> _AIM OF THE EXERCISE_: Go through the entries below and return every line that contains "struct".

> _EXTRACTED DATA_:
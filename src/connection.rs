use std::sync::OnceLock;

use crate::error::XShotResult;

/// Holds the outcome of the first connection attempt for the lifetime of the
/// manager. Concurrent first callers block until that attempt finishes and a
/// failure is replayed instead of retried.
#[derive(Debug)]
pub struct ConnectionManager<C> {
    cell: OnceLock<XShotResult<C>>,
}

impl<C> ConnectionManager<C> {
    pub const fn new() -> ConnectionManager<C> {
        ConnectionManager {
            cell: OnceLock::new(),
        }
    }

    pub fn get_or_connect<F>(&self, connect: F) -> XShotResult<&C>
    where
        F: FnOnce() -> XShotResult<C>,
    {
        let result = self.cell.get_or_init(|| {
            let result = connect();
            match &result {
                Ok(_) => log::debug!("display connection established"),
                Err(err) => log::error!("display connection failed: {err}"),
            }
            result
        });

        match result {
            Ok(conn) => Ok(conn),
            Err(err) => Err(err.clone()),
        }
    }
}

impl<C> Default for ConnectionManager<C> {
    fn default() -> Self {
        ConnectionManager::new()
    }
}
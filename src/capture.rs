use std::panic::{AssertUnwindSafe, catch_unwind};

use crate::{
    backend::{DisplayBackend, SharedMemory},
    config::{CaptureConfig, ShmPolicy},
    error::{XShotError, XShotResult},
    layout::query_layout,
    pixel::{blit, fill_opaque_black},
    raster::{Raster, RasterAllocator},
    rect::Rect,
    source::{PixelSource, ReplySource, ShmSource},
};

/// Captures rectangles of the root window through injected collaborators.
pub struct CaptureEngine<'a, B, M, A> {
    backend: &'a B,
    shm: &'a M,
    allocator: &'a A,
    config: CaptureConfig,
}

impl<'a, B, M, A> CaptureEngine<'a, B, M, A>
where
    B: DisplayBackend,
    M: SharedMemory,
    A: RasterAllocator,
{
    pub fn new(backend: &'a B, shm: &'a M, allocator: &'a A, config: CaptureConfig) -> Self {
        CaptureEngine {
            backend,
            shm,
            allocator,
            config,
        }
    }

    /// Captures `width` x `height` pixels at (`x`, `y`) relative to the
    /// primary display. Parts of the request outside the root window come
    /// back as opaque black. Panics raised while capturing are reported as
    /// [`XShotError::InternalFault`].
    pub fn capture(&self, x: i32, y: i32, width: u32, height: u32) -> XShotResult<Raster> {
        guarded((x, y, width, height), || self.capture_unguarded(x, y, width, height))
    }

    fn capture_unguarded(&self, x: i32, y: i32, width: u32, height: u32) -> XShotResult<Raster> {
        if width > u16::MAX as u32 || height > u16::MAX as u32 {
            return Err(XShotError::invalid_argument(format!(
                "capture size {width}x{height} exceeds {}",
                u16::MAX
            )));
        }

        let layout = query_layout(self.backend, self.config.primary)?;
        let (x0, y0) = layout.primary_origin();

        let use_shm = match self.config.shm {
            ShmPolicy::Auto => {
                let available = self.backend.shm_available();
                if !available {
                    log::warn!("MIT-SHM unavailable, falling back to GetImage");
                }
                available
            }
            ShmPolicy::Disabled => false,
        };

        let (root_width, root_height) = self.backend.root_size()?;
        let screen = Rect::from_origin_size(0, 0, root_width, root_height);
        let requested =
            Rect::from_origin_size(x.saturating_add(x0), y.saturating_add(y0), width, height);
        let transfer = screen.intersect(&requested);

        log::debug!(
            "capture request {requested:?}, screen {screen:?}, transfer {transfer:?}, shm {use_shm}"
        );

        let mut raster = self.allocator.allocate(width, height)?;
        if raster.width() != width || raster.height() != height {
            return Err(XShotError::resource(format!(
                "allocator returned {}x{} for {width}x{height}",
                raster.width(),
                raster.height()
            )));
        }
        fill_opaque_black(&mut raster);

        if !transfer.is_empty() {
            let shm_source;
            let reply_source;
            let source: &dyn PixelSource = if use_shm {
                shm_source = ShmSource::new(self.backend, self.shm);
                &shm_source
            } else {
                reply_source = ReplySource::new(self.backend);
                &reply_source
            };

            let raw = source.fetch(transfer)?;
            blit(&raw, transfer, (requested.min_x, requested.min_y), &mut raster)?;
        }

        Ok(raster)
    }
}

/// Like [`CaptureEngine::capture`], but opening the backend through
/// `connect` happens inside the same panic boundary.
#[allow(clippy::too_many_arguments)]
pub fn connect_and_capture<'a, B, M, A, F>(
    connect: F,
    shm: &'a M,
    allocator: &'a A,
    config: CaptureConfig,
    x: i32,
    y: i32,
    width: u32,
    height: u32,
) -> XShotResult<Raster>
where
    B: DisplayBackend + 'a,
    M: SharedMemory,
    A: RasterAllocator,
    F: FnOnce() -> XShotResult<&'a B>,
{
    guarded((x, y, width, height), || {
        let backend = connect()?;
        CaptureEngine::new(backend, shm, allocator, config).capture_unguarded(x, y, width, height)
    })
}

fn guarded<F>(request: (i32, i32, u32, u32), f: F) -> XShotResult<Raster>
where
    F: FnOnce() -> XShotResult<Raster>,
{
    catch_unwind(AssertUnwindSafe(f)).unwrap_or_else(|payload| {
        let err = XShotError::from_panic(payload);
        log::error!("capture{request:?} faulted: {err}");
        Err(err)
    })
}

> _THE COMPLETED TASK_:
pub struct ConnectionManager<C> {
pub struct CaptureEngine<'a, B, M, A> {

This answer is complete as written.